» **Directions**: Find the word "used" in the listing; pull out each line holding it.
----
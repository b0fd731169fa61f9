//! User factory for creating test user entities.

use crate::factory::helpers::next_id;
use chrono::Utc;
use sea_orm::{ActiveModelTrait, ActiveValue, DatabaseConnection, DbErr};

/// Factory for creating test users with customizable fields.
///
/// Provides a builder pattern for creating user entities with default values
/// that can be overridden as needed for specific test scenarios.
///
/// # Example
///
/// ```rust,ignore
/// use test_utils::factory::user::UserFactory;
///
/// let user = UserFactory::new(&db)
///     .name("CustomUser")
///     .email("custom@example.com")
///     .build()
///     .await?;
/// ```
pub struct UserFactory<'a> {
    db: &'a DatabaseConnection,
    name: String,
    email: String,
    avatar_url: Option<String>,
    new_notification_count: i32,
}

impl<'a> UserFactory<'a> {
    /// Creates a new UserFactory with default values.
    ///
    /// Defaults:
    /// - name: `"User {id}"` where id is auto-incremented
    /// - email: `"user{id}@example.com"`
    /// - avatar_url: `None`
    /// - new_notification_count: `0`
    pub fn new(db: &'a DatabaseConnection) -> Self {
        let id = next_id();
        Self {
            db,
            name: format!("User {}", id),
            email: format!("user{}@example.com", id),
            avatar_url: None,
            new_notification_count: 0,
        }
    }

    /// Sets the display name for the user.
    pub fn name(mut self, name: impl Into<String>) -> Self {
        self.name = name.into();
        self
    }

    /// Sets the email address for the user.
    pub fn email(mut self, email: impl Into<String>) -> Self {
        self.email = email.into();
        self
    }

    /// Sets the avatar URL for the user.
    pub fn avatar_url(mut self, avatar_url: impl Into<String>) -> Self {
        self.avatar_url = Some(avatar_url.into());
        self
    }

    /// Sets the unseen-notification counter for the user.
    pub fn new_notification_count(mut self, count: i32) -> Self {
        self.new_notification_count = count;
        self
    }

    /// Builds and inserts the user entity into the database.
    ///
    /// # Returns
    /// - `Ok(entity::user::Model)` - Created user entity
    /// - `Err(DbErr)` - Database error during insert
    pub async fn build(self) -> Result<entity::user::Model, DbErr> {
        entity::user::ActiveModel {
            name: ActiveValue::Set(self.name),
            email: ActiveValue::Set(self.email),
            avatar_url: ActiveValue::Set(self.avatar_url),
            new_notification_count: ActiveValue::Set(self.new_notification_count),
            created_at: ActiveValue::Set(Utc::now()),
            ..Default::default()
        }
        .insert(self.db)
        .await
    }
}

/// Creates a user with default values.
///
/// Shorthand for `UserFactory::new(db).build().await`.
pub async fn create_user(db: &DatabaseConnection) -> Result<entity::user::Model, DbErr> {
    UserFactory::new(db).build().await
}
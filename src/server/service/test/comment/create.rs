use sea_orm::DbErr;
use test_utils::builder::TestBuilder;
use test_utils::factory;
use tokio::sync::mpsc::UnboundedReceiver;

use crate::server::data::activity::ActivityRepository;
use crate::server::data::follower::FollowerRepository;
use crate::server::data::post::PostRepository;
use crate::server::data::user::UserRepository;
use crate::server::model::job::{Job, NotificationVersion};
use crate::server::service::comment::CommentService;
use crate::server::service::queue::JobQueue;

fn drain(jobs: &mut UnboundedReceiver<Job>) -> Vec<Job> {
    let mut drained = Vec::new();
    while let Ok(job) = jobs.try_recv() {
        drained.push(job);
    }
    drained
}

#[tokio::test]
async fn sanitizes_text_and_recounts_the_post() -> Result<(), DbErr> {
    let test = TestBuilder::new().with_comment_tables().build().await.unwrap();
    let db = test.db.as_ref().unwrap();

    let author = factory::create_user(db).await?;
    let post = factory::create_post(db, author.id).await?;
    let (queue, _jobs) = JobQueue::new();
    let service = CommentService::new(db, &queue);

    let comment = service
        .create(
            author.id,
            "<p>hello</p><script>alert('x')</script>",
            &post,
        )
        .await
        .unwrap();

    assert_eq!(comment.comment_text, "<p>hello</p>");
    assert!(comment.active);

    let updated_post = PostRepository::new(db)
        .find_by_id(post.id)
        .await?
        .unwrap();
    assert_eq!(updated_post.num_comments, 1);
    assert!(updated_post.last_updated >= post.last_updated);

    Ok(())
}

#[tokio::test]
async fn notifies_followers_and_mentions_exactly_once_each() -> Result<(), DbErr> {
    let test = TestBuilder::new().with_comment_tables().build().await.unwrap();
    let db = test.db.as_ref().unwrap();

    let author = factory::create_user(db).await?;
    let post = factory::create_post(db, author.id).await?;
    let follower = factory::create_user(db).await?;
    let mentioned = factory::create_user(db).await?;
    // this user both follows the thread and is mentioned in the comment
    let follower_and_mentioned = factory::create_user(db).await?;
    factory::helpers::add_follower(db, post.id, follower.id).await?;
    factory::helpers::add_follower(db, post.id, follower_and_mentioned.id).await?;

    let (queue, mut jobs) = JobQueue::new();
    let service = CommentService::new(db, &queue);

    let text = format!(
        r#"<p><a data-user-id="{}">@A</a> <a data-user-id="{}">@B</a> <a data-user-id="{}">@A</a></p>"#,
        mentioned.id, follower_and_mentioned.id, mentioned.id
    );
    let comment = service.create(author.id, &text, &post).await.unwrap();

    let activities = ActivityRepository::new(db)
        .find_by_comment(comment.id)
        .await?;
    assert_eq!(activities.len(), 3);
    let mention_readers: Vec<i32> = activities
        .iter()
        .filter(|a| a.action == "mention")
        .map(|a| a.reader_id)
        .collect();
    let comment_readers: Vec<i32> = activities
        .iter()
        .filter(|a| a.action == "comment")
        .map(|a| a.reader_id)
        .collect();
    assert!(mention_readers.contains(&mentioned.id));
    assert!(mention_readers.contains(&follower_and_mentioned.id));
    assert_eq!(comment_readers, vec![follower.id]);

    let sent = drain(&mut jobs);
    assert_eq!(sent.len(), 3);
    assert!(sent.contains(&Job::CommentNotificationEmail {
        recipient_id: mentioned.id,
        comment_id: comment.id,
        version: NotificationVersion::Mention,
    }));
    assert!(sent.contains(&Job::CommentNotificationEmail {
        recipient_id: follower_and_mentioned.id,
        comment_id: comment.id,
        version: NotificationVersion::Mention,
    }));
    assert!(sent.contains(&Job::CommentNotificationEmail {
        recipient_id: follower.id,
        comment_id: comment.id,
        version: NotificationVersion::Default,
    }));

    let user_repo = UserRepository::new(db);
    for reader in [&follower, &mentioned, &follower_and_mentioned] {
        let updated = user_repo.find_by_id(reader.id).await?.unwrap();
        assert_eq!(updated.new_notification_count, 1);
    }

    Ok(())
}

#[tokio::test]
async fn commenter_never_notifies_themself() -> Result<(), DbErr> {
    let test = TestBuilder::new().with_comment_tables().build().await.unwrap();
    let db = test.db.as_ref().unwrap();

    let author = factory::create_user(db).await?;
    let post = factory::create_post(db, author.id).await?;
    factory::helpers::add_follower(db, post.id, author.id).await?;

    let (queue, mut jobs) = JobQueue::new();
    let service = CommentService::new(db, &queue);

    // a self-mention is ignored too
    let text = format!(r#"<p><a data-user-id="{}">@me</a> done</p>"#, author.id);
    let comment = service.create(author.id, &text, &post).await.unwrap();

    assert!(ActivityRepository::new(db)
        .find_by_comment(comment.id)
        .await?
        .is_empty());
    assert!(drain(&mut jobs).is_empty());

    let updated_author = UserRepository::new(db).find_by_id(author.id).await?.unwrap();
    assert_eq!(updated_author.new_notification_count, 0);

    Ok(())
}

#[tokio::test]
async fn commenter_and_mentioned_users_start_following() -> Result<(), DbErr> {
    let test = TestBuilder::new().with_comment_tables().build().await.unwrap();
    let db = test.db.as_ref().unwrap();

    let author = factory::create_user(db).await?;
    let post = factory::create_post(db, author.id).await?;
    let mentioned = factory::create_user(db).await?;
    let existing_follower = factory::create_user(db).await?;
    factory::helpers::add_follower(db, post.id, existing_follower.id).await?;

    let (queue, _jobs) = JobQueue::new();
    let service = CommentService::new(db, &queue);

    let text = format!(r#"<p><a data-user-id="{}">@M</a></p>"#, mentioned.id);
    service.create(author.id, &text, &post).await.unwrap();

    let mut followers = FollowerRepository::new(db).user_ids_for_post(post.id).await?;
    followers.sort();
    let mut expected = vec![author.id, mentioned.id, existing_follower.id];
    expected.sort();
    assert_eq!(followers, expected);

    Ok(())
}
----
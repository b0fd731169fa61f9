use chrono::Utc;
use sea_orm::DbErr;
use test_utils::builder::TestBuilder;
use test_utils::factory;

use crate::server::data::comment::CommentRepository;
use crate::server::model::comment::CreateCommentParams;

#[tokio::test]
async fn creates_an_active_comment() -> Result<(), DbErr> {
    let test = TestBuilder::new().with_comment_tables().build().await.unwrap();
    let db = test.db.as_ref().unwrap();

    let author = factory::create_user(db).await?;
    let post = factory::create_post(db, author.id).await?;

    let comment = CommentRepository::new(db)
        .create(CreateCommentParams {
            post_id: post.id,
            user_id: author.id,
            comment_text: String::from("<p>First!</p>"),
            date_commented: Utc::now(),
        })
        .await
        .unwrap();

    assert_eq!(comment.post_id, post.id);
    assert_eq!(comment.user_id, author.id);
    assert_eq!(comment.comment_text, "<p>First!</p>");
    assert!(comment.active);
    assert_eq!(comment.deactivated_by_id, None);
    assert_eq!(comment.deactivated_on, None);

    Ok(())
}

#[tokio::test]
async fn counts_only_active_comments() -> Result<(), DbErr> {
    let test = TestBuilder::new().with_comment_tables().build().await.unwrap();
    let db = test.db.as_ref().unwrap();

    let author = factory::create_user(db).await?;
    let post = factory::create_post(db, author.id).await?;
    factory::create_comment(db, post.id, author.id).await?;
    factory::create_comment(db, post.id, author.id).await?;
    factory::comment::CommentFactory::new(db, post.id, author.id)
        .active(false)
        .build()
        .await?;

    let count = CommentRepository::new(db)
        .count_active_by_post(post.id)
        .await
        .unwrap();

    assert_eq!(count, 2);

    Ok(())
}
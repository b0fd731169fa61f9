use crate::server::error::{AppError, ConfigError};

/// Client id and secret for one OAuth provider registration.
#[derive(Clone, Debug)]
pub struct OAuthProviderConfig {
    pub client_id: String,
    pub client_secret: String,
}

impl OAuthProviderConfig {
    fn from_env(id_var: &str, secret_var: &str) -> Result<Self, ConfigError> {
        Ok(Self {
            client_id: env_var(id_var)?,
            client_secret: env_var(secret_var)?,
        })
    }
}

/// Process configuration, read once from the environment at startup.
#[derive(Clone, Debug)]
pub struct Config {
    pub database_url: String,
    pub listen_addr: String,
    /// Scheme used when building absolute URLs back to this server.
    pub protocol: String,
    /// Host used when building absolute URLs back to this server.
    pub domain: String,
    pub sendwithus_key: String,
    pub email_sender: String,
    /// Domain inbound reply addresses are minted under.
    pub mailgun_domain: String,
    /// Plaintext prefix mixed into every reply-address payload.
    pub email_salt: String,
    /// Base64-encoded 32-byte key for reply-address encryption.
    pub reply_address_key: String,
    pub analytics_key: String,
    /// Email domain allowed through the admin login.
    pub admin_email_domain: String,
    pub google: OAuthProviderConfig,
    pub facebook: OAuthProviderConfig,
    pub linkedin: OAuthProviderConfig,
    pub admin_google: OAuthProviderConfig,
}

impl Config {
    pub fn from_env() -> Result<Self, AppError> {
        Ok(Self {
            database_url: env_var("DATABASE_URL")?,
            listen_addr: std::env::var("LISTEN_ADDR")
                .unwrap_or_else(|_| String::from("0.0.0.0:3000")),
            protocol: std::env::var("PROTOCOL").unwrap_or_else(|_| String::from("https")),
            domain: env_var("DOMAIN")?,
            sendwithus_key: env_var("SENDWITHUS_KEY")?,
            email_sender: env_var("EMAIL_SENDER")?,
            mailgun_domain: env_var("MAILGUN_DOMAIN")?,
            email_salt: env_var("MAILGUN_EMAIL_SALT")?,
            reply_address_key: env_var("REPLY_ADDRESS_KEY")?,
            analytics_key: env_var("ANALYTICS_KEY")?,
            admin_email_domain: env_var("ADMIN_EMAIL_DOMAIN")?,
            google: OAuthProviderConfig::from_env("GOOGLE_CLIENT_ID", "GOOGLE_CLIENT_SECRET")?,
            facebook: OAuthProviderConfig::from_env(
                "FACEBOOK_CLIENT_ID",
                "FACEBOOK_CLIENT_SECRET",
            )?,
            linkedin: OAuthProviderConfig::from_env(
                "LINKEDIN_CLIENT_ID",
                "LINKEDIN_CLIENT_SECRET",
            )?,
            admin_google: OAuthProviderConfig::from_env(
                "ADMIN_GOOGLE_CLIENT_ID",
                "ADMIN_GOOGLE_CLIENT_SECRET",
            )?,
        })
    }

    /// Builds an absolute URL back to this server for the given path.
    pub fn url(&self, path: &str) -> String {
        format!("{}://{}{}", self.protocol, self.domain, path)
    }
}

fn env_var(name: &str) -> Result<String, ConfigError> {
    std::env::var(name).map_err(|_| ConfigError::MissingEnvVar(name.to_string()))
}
----
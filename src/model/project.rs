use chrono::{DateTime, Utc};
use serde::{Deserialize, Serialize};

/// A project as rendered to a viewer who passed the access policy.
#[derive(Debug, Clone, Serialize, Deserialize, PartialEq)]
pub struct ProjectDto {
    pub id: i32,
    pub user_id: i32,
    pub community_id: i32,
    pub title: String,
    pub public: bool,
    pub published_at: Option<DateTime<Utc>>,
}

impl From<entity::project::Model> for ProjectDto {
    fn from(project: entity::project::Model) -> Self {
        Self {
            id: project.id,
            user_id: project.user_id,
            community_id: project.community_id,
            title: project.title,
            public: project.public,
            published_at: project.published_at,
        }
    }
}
----
» **Solution to the exercise**:
    /// Scheme used when building absolute URLs back to this server.
    /// Host used when building absolute URLs back to this server.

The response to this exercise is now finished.